[Dataset excerpts]
━━━━━━

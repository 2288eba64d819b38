//! `x/dogfood` projector: the chain's own validator set.
//!
//! The validator set and voting powers only change at the end of a block,
//! signalled by a last-total-power update. Epoch hooks finalise opt-outs,
//! consensus address pruning and undelegation maturities in `BeginBlock`.
//!
//! Double-sign evidence is captured off the block path: the block handler
//! spawns a task per block carrying evidence and never waits for it.

use exocore_db::Store;
use exocore_source::DogfoodSource;
use exocore_types::dogfood::DogfoodGenesis;
use exocore_types::event_types::dogfood as ev;
use exocore_types::{
    Block, BlockResults, DoubleSignEvidence, Event, Evidence, GenesisDoc, Int, Msg,
    SourceValidator, Tx, Validator, ValidatorVotingPower, find_events_by_type,
};

use crate::error::ModuleError;
use crate::genesis_section;

/// Projector for `x/dogfood`.
#[derive(Debug, Clone)]
pub struct DogfoodModule<S> {
    store: S,
    source: DogfoodSource,
}

impl<S: Store + Clone + 'static> DogfoodModule<S> {
    /// Module name, also the genesis app-state key.
    pub const NAME: &'static str = "dogfood";

    /// Build the projector.
    pub const fn new(store: S, source: DogfoodSource) -> Self {
        Self { store, source }
    }

    /// Module name.
    pub const fn name(&self) -> &'static str {
        Self::NAME
    }

    /// Load params, the validator set, pending schedules and the last total
    /// power. An empty validator set is valid.
    pub async fn handle_genesis(&self, doc: &GenesisDoc) -> Result<(), ModuleError> {
        tracing::debug!(module = Self::NAME, "Parsing genesis");
        let Some(genesis) = genesis_section::<DogfoodGenesis>(doc, Self::NAME)? else {
            return Ok(());
        };
        let height = doc.initial_height;

        self.store
            .save_dogfood_params(&genesis.params, height)
            .await?;
        self.save_validator_set(&genesis.val_set, height).await?;

        for entry in &genesis.opt_out_expiries {
            for operator_addr in &entry.operator_acc_addrs {
                self.store
                    .save_opt_out_expiry(entry.epoch, operator_addr)
                    .await?;
            }
        }
        for entry in &genesis.consensus_addrs_to_prune {
            for cons_addr in &entry.cons_addrs {
                self.store
                    .save_consensus_addr_to_prune(entry.epoch, cons_addr)
                    .await?;
            }
        }
        for entry in &genesis.undelegation_maturities {
            for record_key in &entry.undelegation_record_keys {
                self.store
                    .save_undelegation_maturity(entry.epoch, record_key)
                    .await?;
            }
        }

        self.store
            .save_last_total_power(genesis.last_total_power)
            .await?;

        tracing::info!(
            module = Self::NAME,
            validators = genesis.val_set.len(),
            last_total_power = %genesis.last_total_power,
            "Genesis loaded"
        );
        Ok(())
    }

    /// Apply begin-block events and start evidence capture.
    pub async fn handle_begin_block(&self, block: &Block, events: &[Event]) -> Result<(), ModuleError> {
        self.handle_opt_outs_finished(block.height, events).await?;
        self.handle_cons_addrs_pruned(block.height, events).await?;
        self.handle_undelegations_matured(block.height, events).await?;
        self.spawn_evidence_capture(block);
        Ok(())
    }

    /// Apply end-block events: total power and the validator set.
    pub async fn handle_end_block(&self, block: &Block, events: &[Event]) -> Result<(), ModuleError> {
        let updates = find_events_by_type(events, ev::LAST_TOTAL_POWER_UPDATED);
        if updates.is_empty() {
            return Ok(());
        }
        for event in &updates {
            // Single-attribute event; the key is not stable across versions.
            let power = Int::parse(event.first_attribute()?)?;
            self.store.save_last_total_power(power).await?;
        }
        self.refresh_validators(block.height).await?;
        Ok(())
    }

    /// Apply a block's begin- then end-block events.
    pub async fn handle_block(&self, block: &Block, results: &BlockResults) -> Result<(), ModuleError> {
        self.handle_begin_block(block, &results.begin_block_events).await?;
        self.handle_end_block(block, &results.end_block_events).await
    }

    /// Apply a transaction's events: schedules created by opt-outs and
    /// undelegations.
    pub async fn handle_tx(&self, tx: &Tx) -> Result<(), ModuleError> {
        for event in find_events_by_type(&tx.events, ev::OPT_OUT_BEGAN) {
            let operator_addr = event.attribute(ev::ATTR_OPERATOR)?;
            let epoch = event.i64(ev::ATTR_EPOCH)?;
            self.store.save_opt_out_expiry(epoch, operator_addr).await?;
        }
        for event in find_events_by_type(&tx.events, ev::CONS_ADDR_PRUNING_SCHEDULED) {
            let cons_addr = event.attribute(ev::ATTR_CONS_ADDR)?;
            let epoch = event.i64(ev::ATTR_EPOCH)?;
            self.store
                .save_consensus_addr_to_prune(epoch, cons_addr)
                .await?;
        }
        for event in find_events_by_type(&tx.events, ev::UNDELEGATION_MATURITY_SCHEDULED) {
            let record_key = event.attribute(ev::ATTR_RECORD_ID)?;
            let epoch = event.i64(ev::ATTR_EPOCH)?;
            self.store
                .save_undelegation_maturity(epoch, record_key)
                .await?;
        }
        Ok(())
    }

    /// React to a message. A params update is re-read from the chain.
    pub async fn handle_msg(&self, msg: &Msg, tx: &Tx) -> Result<(), ModuleError> {
        if matches!(msg, Msg::DogfoodUpdateParams) {
            let params = self.source.get_params(tx.height).await?;
            self.store.save_dogfood_params(&params, tx.height).await?;
            tracing::info!(module = Self::NAME, height = tx.height, "Params updated");
        }
        Ok(())
    }

    /// Fetch the validator set at `height` and save it with its voting
    /// powers. Returns the number of validators.
    pub async fn refresh_validators(&self, height: i64) -> Result<usize, ModuleError> {
        let validators = self.source.get_validators(height).await?;
        self.save_validator_set(&validators, height).await?;
        tracing::debug!(height, validators = validators.len(), "Validator set refreshed");
        Ok(validators.len())
    }

    async fn save_validator_set(
        &self,
        validators: &[SourceValidator],
        height: i64,
    ) -> Result<(), ModuleError> {
        let (records, powers): (Vec<Validator>, Vec<ValidatorVotingPower>) = validators
            .iter()
            .map(|validator| validator.to_records(height))
            .collect::<Result<Vec<_>, _>>()?
            .into_iter()
            .unzip();
        self.store.save_validators(&records).await?;
        self.store.save_validator_voting_powers(&powers).await?;
        Ok(())
    }

    // =========================================================================
    // Epoch hooks
    // =========================================================================

    async fn handle_opt_outs_finished(&self, height: i64, events: &[Event]) -> Result<(), ModuleError> {
        for event in find_events_by_type(events, ev::OPT_OUTS_FINISHED) {
            let epoch = event.i64(ev::ATTR_EPOCH)?;
            let completed = self.store.complete_opt_outs(epoch, height).await?;
            tracing::debug!(epoch, height, completed, "Opt-outs finished");
        }
        Ok(())
    }

    async fn handle_cons_addrs_pruned(&self, height: i64, events: &[Event]) -> Result<(), ModuleError> {
        for event in find_events_by_type(events, ev::CONS_ADDRS_PRUNED) {
            let epoch = event.i64(ev::ATTR_EPOCH)?;
            let pruned = self
                .store
                .complete_consensus_addrs_pruning(epoch, height)
                .await?;
            tracing::debug!(epoch, height, pruned, "Consensus addresses pruned");
        }
        Ok(())
    }

    async fn handle_undelegations_matured(&self, height: i64, events: &[Event]) -> Result<(), ModuleError> {
        for event in find_events_by_type(events, ev::UNDELEGATIONS_MATURED) {
            let epoch = event.i64(ev::ATTR_EPOCH)?;
            let matured = self.store.mature_undelegations(epoch, height).await?;
            tracing::debug!(epoch, height, matured, "Undelegations matured");
        }
        Ok(())
    }

    // =========================================================================
    // Double-sign evidence
    // =========================================================================

    /// Detach a task saving the block's duplicate-vote evidence. Failures are
    /// logged and never reach the block path.
    fn spawn_evidence_capture(&self, block: &Block) {
        if !block
            .evidence
            .iter()
            .any(|evidence| matches!(evidence, Evidence::DuplicateVote { .. }))
        {
            return;
        }
        let store = self.store.clone();
        let module = Self::NAME;
        let height = block.height;
        let evidence = block.evidence.clone();
        drop(tokio::spawn(async move {
            if let Err(err) = record_double_sign_evidence(&store, height, &evidence).await {
                tracing::error!(
                    module,
                    height,
                    error = %err,
                    "Failed to save double sign evidence"
                );
            }
        }));
    }
}

/// Save every duplicate-vote evidence of a block. Other evidence kinds are
/// ignored. Returns the number of evidences saved.
pub async fn record_double_sign_evidence<S: Store>(
    store: &S,
    height: i64,
    evidence: &[Evidence],
) -> Result<usize, ModuleError> {
    tracing::debug!(module = "dogfood", height, "Updating double sign evidence");
    let evidences: Vec<DoubleSignEvidence> = evidence
        .iter()
        .filter_map(|item| match item {
            Evidence::DuplicateVote { vote_a, vote_b } => Some(DoubleSignEvidence {
                height,
                vote_a: vote_a.clone(),
                vote_b: vote_b.clone(),
            }),
            Evidence::Other => None,
        })
        .collect();
    if !evidences.is_empty() {
        store.save_double_sign_evidences(&evidences).await?;
    }
    Ok(evidences.len())
}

━━━━━━

__WHAT THE EXERCISE ASKS__
For the word "DogfoodSource", please count the lines in the data where it appears and respond with the number only.

__ANSWER BOX__
3